Dia melanjutkan pidatonya dengan suara yang tegas.
"Oleh karena itu, aku — harus terus menjadi sebuah ilusi, menjadi Aya Otonashi."
Ah, begitu. Aku tidak mengerti arti perkataannya, tapi dia masih belum menjadi «Aya Otonashi».
Dia akan menjadi «Aya Otonashi».
Dia mungkin tidak menginginkannya. Itu bukanlah hal yang diharapkannya.
Meski begitu dia tetap tidak memilihi pilihan lain selain menjadi «Aya Otonashi».
"Tapi aku tidak kuat."
Dia mengatakannya dengan pahit.
"Kupikir akan ada waktu di mana aku ingin mengeluh. Tetapi, aku akan berhenti menjadi «Aya Otonashi» segera setelah aku menunjukkan tanda-tanda kelemahan apa pun nanti. Karena itu, aku akan menunjukkan kelemahan ini sekarang. Aku—"
Itu kebetulan.
Ya, kupikir itu hanya kebetulan, tapi tidak diragukan lagi---
—dia melihat ke arahku sambil berkata,
"Aku — ingin seseorang untuk berada di sisiku."
Dan kemudian dia tersenyum padaku.
"Kalau begitu, izinkan aku untuk memperkenalkan diriku sekali lagi."
Dia berbicara seperti untuk meyakinkan dirinya sendiri.
"Namaku «Aya Otonashi». Kuharap kita bisa berteman dengan baik selama waktu panjang yang menanti kita."
Aya Otonashi menunduk dalam-dalam.
Kami semua masih terdiam, tidak yakin bagaimana harus bereaksi.
Karena itu, aku menepuk tanganku.
Suara dari tepuk tanganku adalah satu-satunya yang terdengar.
Akhirnya seseorang mengikuti tepuk tanganku. Setelah dia, ada orang lain lagi mulai bertepuk tangan juga.
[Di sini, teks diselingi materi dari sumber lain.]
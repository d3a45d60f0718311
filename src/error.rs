use std::error::Error;
use std::fmt;

/// Errors raised by the flight simulator
#[derive(Debug)]
pub enum FlightError {
    /// The trajectory analyzer was handed no points
    EmptyTrajectory,
    /// The ball never came back down before the flight ceiling
    NoGroundContact { steps: usize, elapsed_s: f64 },
    /// A configuration value is out of range
    InvalidConfig(String),
    /// Launch conditions contain values the integrator cannot use
    InvalidLaunch(String),
    /// A sensor packet could not be decoded
    Packet(String),
    Io(std::io::Error),
    Json(serde_json::Error),
}

impl fmt::Display for FlightError {
    fn fmt(&self, f: &mut fmt::Formatter) -> fmt::Result {
        match self {
            FlightError::EmptyTrajectory => {
                write!(f, "cannot analyze an empty trajectory")
            }
            FlightError::NoGroundContact { steps, elapsed_s } => write!(
                f,
                "ball did not return to the ground after {} steps ({:.2} s of flight)",
                steps, elapsed_s
            ),
            FlightError::InvalidConfig(msg) => write!(f, "invalid configuration: {}", msg),
            FlightError::InvalidLaunch(msg) => write!(f, "invalid launch conditions: {}", msg),
            FlightError::Packet(msg) => write!(f, "malformed sensor packet: {}", msg),
            FlightError::Io(e) => write!(f, "I/O error: {}", e),
            FlightError::Json(e) => write!(f, "JSON error: {}", e),
        }
    }
}

impl Error for FlightError {
    fn source(&self) -> Option<&(dyn Error + 'static)> {
        match self {
            FlightError::Io(e) => Some(e),
            FlightError::Json(e) => Some(e),
            _ => None,
        }
    }
}

impl From<std::io::Error> for FlightError {
    fn from(e: std::io::Error) -> Self {
        FlightError::Io(e)
    }
}

impl From<serde_json::Error> for FlightError {
    fn from(e: serde_json::Error) -> Self {
        FlightError::Json(e)
    }
}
Suara tepuk tangannya perlahan tapi pasti menjadi semakin keras.
Ketika semua teman sekelasku menepuk tangan, akhirnya dia mengangkat wajahnya lagi.
Tapi dia tidak tersenyum lagi.
Dia mengepalkan tangannya dengan kuat dan melihat lurus ke depan dengan gaya yang mengagumkan.


Epilog[edit]

Cuacanya sangat bagus dengan warna biru cerah yang membentang di langit.
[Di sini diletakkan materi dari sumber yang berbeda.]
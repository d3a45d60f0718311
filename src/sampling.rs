use crate::trajectory::TrajectoryPoint;
use serde::{Deserialize, Serialize};

/// Notable events marked on distance samples
#[derive(Debug, Clone, Copy, PartialEq, Eq, Hash, Serialize, Deserialize)]
#[serde(rename_all = "snake_case")]
pub enum TrajectoryFlag {
    Apex,
    Landing,
}

impl std::fmt::Display for TrajectoryFlag {
    fn fmt(&self, f: &mut std::fmt::Formatter<'_>) -> std::fmt::Result {
        match self {
            TrajectoryFlag::Apex => write!(f, "apex"),
            TrajectoryFlag::Landing => write!(f, "landing"),
        }
    }
}

/// Trajectory state interpolated at a horizontal distance
#[derive(Debug, Clone, PartialEq, Serialize, Deserialize)]
pub struct TrajectorySample {
    pub distance_m: f64,
    pub height_m: f64,
    pub speed_mps: f64,
    pub time_s: f64,
    pub flags: Vec<TrajectoryFlag>,
}

/// Sample a trajectory at regular horizontal intervals.
///
/// Samples run from the tee to the landing distance, which always gets a
/// final sample. The sample nearest the apex and the landing sample are
/// flagged.
pub fn sample_by_distance(trajectory: &[TrajectoryPoint], step_m: f64) -> Vec<TrajectorySample> {
    let step_size = if step_m <= 0.0 {
        return Vec::new();
    } else if step_m < 0.1 {
        0.1
    } else {
        step_m
    };

    let (first, last) = match (trajectory.first(), trajectory.last()) {
        (Some(first), Some(last)) => (first, last),
        _ => return Vec::new(),
    };
    let carry = last.x;
    if carry <= first.x {
        return Vec::new();
    }

    let mut distances: Vec<f64> = (0..)
        .map(|i| first.x + i as f64 * step_size)
        .take_while(|&d| d < carry - 1e-9)
        .collect();
    distances.push(carry);

    let mut samples: Vec<TrajectorySample> = distances
        .iter()
        .map(|&distance| sample_at_distance(trajectory, distance))
        .collect();

    let apex = trajectory
        .iter()
        .fold(first, |best, p| if p.y > best.y { p } else { best });
    if apex.y > first.y {
        if let Some(idx) = find_closest_sample_index(&samples, apex.x) {
            samples[idx].flags.push(TrajectoryFlag::Apex);
        }
    }
    if let Some(landing) = samples.last_mut() {
        landing.flags.push(TrajectoryFlag::Landing);
    }

    samples
}

/// Interpolate the flight at `distance` downrange.
///
/// Points must be non-empty with non-decreasing `x`. Distances outside the
/// flight clamp to its first or last point.
fn sample_at_distance(trajectory: &[TrajectoryPoint], distance: f64) -> TrajectorySample {
    let at_point = |p: &TrajectoryPoint| TrajectorySample {
        distance_m: distance,
        height_m: p.y,
        speed_mps: p.speed(),
        time_s: p.time,
        flags: Vec::new(),
    };

    // First point strictly past `distance`
    let idx = trajectory.partition_point(|p| p.x <= distance);
    if idx == 0 {
        return at_point(&trajectory[0]);
    }
    if idx == trajectory.len() {
        return at_point(&trajectory[idx - 1]);
    }

    let (before, after) = (&trajectory[idx - 1], &trajectory[idx]);
    let span = after.x - before.x;
    if span < f64::EPSILON {
        return at_point(before);
    }

    let t = (distance - before.x) / span;
    let lerp = |a: f64, b: f64| a + (b - a) * t;
    TrajectorySample {
        distance_m: distance,
        height_m: lerp(before.y, after.y),
        speed_mps: lerp(before.speed(), after.speed()),
        time_s: lerp(before.time, after.time),
        flags: Vec::new(),
    }
}

fn find_closest_sample_index(samples: &[TrajectorySample], target_distance: f64) -> Option<usize> {
    if samples.is_empty() {
        return None;
    }

    let idx = samples.partition_point(|s| s.distance_m < target_distance);
    let mut best_idx = idx.min(samples.len() - 1);

    if idx > 0 {
        let left_dist = (samples[idx - 1].distance_m - target_distance).abs();
        let right_dist = (samples[best_idx].distance_m - target_distance).abs();
        if left_dist < right_dist {
            best_idx = idx - 1;
        }
    }

    Some(best_idx)
}

#[cfg(test)]
mod tests {
    use super::*;

    fn flight() -> Vec<TrajectoryPoint> {
        vec![
            TrajectoryPoint { time: 0.0, x: 0.0, y: 0.0, vx: 40.0, vy: 20.0 },
            TrajectoryPoint { time: 1.0, x: 40.0, y: 15.0, vx: 38.0, vy: 10.0 },
            TrajectoryPoint { time: 2.0, x: 78.0, y: 20.0, vx: 36.0, vy: 0.0 },
            TrajectoryPoint { time: 3.0, x: 114.0, y: 15.0, vx: 34.0, vy: -10.0 },
            TrajectoryPoint { time: 4.0, x: 148.0, y: -0.2, vx: 32.0, vy: -20.0 },
        ]
    }

    #[test]
    fn test_sample_between_points() {
        let points = flight();
        let s = sample_at_distance(&points, 59.0);
        assert!((s.height_m - 17.5).abs() < 1e-12);
        assert!((s.time_s - 1.5).abs() < 1e-12);
        let expected_speed = (points[1].speed() + points[2].speed()) / 2.0;
        assert!((s.speed_mps - expected_speed).abs() < 1e-12);
    }

    #[test]
    fn test_sample_clamps_outside_flight() {
        let points = flight();
        let before = sample_at_distance(&points, -10.0);
        assert_eq!(before.height_m, 0.0);
        assert_eq!(before.time_s, 0.0);
        let after = sample_at_distance(&points, 500.0);
        assert_eq!(after.height_m, -0.2);
        assert_eq!(after.time_s, 4.0);
        assert_eq!(after.distance_m, 500.0);
    }

    #[test]
    fn test_samples_cover_carry() {
        let samples = sample_by_distance(&flight(), 50.0);
        let distances: Vec<f64> = samples.iter().map(|s| s.distance_m).collect();
        assert_eq!(distances, vec![0.0, 50.0, 100.0, 148.0]);
        assert!((samples[1].time_s - (1.0 + 10.0 / 38.0)).abs() < 1e-9);
        assert!(samples[3].flags.contains(&TrajectoryFlag::Landing));
    }

    #[test]
    fn test_apex_flag_on_nearest_sample() {
        let samples = sample_by_distance(&flight(), 50.0);
        assert!(samples[2].flags.contains(&TrajectoryFlag::Apex));
        assert_eq!(samples.iter().filter(|s| s.flags.contains(&TrajectoryFlag::Apex)).count(), 1);
    }

    #[test]
    fn test_non_positive_interval_gives_nothing() {
        assert!(sample_by_distance(&flight(), 0.0).is_empty());
        assert!(sample_by_distance(&flight(), -5.0).is_empty());
    }

    #[test]
    fn test_tiny_interval_is_clamped() {
        let samples = sample_by_distance(&flight(), 0.01);
        assert!((samples[1].distance_m - 0.1).abs() < 1e-12);
    }

    #[test]
    fn test_no_carry_gives_nothing() {
        let rest = vec![TrajectoryPoint { time: 0.0, x: 0.0, y: 0.0, vx: 0.0, vy: 0.0 }];
        assert!(sample_by_distance(&rest, 10.0).is_empty());
        assert!(sample_by_distance(&[], 10.0).is_empty());
    }
}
Hal pertama yang kulakukan setelah bangun adalah memastikan tanggal hari ini dengan telepon genggamkuku. «7 April». Hari ini tanggal «7 April». Aku juga mengeceknya di koran dan di TV untuk memastikan kalau ini benar-benar tanggal «7 April». Yah, tentu saja aku tahu kalau tidak ada artinya melakukan hal seperti itu. Tapi sejak saat aku terlibat dalam 'Rejecting Classroom', aku menjadi terbiasa melakukannya. Jika tidak melakukannya aku akan merasa sangat cemas.
Kejadian di dalam 'Rejecting Classroom' tertinggal dalam ingatanku. Tapi ingatanku tidak sempurna. Rasanya seperti melihat gambar suatu tempat yang tidak pernah kulihat atau kukunjugi sebelumnya. 'Box', Maria, 'Zero' - aku tahu tentang mereka. Tapi kesan tentang mereka sudah tidak ada lagi. Kekesalan, kesedihan - tidak ada yang tersisa. Jadi jika aku jatuh cinta dengan seseorang, aku pasti sudah lupa sekarang. Mungkin aku perlahan-lahan akan melupakan semua ingatan itu karena mereka terlalu samar.
Termasuk Maria.
Yang kumaksud adalah, sejak awal kami memang tidak seharusnya bertemu, jadi aku yakin kami tidak akan bertemu untuk yang kedua kalinya.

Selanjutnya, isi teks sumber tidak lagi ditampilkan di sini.